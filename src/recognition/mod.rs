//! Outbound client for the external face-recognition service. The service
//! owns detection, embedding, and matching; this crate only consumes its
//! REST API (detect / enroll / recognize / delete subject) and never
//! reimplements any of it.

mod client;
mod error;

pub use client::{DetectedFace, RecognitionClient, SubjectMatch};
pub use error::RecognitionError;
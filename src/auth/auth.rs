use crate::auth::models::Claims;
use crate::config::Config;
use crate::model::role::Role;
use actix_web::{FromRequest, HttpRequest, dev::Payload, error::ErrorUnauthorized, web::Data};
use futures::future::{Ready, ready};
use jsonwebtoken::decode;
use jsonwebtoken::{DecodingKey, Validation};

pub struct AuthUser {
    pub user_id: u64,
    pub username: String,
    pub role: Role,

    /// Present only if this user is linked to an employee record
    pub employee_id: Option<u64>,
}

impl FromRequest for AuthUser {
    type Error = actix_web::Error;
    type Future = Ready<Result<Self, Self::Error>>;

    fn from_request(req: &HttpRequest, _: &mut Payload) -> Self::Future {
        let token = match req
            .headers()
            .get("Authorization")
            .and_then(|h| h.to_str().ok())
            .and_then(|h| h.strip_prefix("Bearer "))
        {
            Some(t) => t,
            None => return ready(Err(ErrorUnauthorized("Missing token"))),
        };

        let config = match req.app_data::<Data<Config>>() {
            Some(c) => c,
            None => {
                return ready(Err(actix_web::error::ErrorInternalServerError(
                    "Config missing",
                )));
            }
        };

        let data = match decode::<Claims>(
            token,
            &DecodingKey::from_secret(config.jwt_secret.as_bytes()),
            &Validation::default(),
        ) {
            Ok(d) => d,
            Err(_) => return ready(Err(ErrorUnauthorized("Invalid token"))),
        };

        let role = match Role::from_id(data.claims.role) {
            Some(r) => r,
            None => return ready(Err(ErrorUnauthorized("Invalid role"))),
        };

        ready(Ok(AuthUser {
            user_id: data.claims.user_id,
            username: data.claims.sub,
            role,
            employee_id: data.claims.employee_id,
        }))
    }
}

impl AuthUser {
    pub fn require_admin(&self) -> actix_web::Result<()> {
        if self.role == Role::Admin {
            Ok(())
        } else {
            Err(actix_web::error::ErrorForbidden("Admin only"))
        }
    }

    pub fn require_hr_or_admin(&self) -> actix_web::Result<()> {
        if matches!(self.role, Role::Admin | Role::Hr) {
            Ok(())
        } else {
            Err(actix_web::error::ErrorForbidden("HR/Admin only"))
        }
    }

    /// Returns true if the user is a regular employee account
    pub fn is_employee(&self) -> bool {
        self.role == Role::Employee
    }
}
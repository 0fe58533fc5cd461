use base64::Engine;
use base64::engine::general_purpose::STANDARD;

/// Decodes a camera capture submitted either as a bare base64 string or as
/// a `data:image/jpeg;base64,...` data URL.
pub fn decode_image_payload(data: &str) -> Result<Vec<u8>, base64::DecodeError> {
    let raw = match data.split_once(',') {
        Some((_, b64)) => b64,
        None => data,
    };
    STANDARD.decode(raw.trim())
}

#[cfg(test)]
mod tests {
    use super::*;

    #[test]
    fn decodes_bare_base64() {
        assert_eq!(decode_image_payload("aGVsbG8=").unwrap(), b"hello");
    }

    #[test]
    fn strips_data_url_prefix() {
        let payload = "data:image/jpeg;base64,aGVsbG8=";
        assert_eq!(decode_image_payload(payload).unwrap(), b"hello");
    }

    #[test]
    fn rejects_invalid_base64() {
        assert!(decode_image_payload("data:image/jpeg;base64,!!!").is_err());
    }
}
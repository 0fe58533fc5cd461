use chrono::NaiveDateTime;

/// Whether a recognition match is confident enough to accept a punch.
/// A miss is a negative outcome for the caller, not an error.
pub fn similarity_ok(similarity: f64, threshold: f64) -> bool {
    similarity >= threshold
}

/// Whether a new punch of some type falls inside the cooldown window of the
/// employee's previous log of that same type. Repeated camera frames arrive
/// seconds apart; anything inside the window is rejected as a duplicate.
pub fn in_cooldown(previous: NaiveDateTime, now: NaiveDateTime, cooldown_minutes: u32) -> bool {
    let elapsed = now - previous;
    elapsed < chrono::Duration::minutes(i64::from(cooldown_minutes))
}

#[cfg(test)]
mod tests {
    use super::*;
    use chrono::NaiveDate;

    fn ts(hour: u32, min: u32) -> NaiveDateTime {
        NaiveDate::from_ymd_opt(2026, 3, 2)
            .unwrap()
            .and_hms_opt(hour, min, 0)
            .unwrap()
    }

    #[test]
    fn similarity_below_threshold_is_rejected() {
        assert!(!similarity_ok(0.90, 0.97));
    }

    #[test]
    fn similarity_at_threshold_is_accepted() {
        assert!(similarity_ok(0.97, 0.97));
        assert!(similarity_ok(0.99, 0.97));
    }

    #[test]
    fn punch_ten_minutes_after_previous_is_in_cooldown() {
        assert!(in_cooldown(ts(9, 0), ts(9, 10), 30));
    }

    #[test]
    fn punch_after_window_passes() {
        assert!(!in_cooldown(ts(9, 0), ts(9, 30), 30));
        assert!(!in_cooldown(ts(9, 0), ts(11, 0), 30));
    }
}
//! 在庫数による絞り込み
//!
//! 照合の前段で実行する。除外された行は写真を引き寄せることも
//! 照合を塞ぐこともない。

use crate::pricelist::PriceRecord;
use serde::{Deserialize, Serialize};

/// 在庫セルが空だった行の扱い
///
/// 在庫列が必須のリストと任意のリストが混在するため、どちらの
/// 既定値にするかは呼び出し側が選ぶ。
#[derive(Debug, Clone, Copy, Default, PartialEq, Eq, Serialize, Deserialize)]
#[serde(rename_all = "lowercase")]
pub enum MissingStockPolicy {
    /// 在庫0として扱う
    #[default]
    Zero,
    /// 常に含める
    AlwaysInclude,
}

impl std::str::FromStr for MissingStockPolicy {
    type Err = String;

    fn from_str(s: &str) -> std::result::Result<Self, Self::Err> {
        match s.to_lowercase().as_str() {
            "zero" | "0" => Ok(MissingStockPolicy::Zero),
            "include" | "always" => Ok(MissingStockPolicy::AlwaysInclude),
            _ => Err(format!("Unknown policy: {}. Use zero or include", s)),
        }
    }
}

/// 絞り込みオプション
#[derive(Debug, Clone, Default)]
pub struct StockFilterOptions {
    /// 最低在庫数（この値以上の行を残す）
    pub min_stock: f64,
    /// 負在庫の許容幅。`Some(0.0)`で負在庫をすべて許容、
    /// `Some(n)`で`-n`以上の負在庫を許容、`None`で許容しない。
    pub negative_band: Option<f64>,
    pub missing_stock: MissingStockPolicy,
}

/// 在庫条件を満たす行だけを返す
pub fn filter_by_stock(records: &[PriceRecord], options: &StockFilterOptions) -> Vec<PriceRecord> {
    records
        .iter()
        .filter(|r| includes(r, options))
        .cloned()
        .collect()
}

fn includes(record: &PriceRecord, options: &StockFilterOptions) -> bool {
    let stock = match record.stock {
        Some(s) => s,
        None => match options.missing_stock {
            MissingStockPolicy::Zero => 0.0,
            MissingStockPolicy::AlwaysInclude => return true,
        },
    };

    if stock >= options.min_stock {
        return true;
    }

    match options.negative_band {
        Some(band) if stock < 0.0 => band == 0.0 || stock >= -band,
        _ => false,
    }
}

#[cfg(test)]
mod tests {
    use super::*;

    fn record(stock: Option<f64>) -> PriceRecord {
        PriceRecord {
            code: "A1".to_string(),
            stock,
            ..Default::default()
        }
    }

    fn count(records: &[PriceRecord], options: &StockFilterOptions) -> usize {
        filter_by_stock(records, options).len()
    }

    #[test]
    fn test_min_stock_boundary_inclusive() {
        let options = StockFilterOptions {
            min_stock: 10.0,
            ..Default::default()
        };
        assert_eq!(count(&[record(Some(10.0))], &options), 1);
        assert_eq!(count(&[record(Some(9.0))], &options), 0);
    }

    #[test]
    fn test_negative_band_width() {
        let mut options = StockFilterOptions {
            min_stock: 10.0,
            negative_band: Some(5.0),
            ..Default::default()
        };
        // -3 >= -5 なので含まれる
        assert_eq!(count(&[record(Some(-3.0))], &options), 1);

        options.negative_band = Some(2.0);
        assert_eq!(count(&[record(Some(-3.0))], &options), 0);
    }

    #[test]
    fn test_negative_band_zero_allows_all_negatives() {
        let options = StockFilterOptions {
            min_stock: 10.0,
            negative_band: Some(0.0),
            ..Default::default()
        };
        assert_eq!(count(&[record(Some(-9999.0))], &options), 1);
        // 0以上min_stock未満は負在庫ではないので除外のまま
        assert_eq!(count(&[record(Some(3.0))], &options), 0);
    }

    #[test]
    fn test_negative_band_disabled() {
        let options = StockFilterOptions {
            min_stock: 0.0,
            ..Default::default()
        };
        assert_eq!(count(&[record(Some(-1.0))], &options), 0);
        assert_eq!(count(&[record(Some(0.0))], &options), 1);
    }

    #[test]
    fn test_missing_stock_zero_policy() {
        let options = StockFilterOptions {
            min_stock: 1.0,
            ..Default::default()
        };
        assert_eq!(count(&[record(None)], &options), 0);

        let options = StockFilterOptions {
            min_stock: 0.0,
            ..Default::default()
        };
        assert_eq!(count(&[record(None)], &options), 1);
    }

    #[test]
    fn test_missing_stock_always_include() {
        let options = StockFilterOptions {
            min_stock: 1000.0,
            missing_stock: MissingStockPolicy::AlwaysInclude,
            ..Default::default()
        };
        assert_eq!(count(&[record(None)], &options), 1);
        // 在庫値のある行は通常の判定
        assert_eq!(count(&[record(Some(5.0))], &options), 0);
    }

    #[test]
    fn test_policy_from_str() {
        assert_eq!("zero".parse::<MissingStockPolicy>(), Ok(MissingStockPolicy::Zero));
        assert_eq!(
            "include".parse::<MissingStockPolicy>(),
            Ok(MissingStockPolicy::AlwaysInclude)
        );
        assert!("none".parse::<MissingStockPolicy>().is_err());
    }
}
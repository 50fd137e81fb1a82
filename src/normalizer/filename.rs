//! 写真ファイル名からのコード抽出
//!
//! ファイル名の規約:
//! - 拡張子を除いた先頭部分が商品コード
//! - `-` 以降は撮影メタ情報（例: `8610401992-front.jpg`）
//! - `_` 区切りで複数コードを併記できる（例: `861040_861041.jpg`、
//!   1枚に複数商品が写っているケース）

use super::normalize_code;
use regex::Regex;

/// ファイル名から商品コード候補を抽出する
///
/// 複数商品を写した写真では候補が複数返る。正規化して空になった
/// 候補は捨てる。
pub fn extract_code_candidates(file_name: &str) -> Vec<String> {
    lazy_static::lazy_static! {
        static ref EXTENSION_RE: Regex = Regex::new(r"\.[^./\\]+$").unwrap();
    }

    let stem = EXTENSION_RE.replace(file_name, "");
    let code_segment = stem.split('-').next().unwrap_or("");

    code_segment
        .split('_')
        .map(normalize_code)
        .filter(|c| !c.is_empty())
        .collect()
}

#####

List all lines from the entries that include the word "only".

//! owns detection, embedding, and matching; this crate only consumes its
    /// Present only if this user is linked to an employee record
            Err(actix_web::error::ErrorForbidden("Admin only"))
            Err(actix_web::error::ErrorForbidden("HR/Admin only"))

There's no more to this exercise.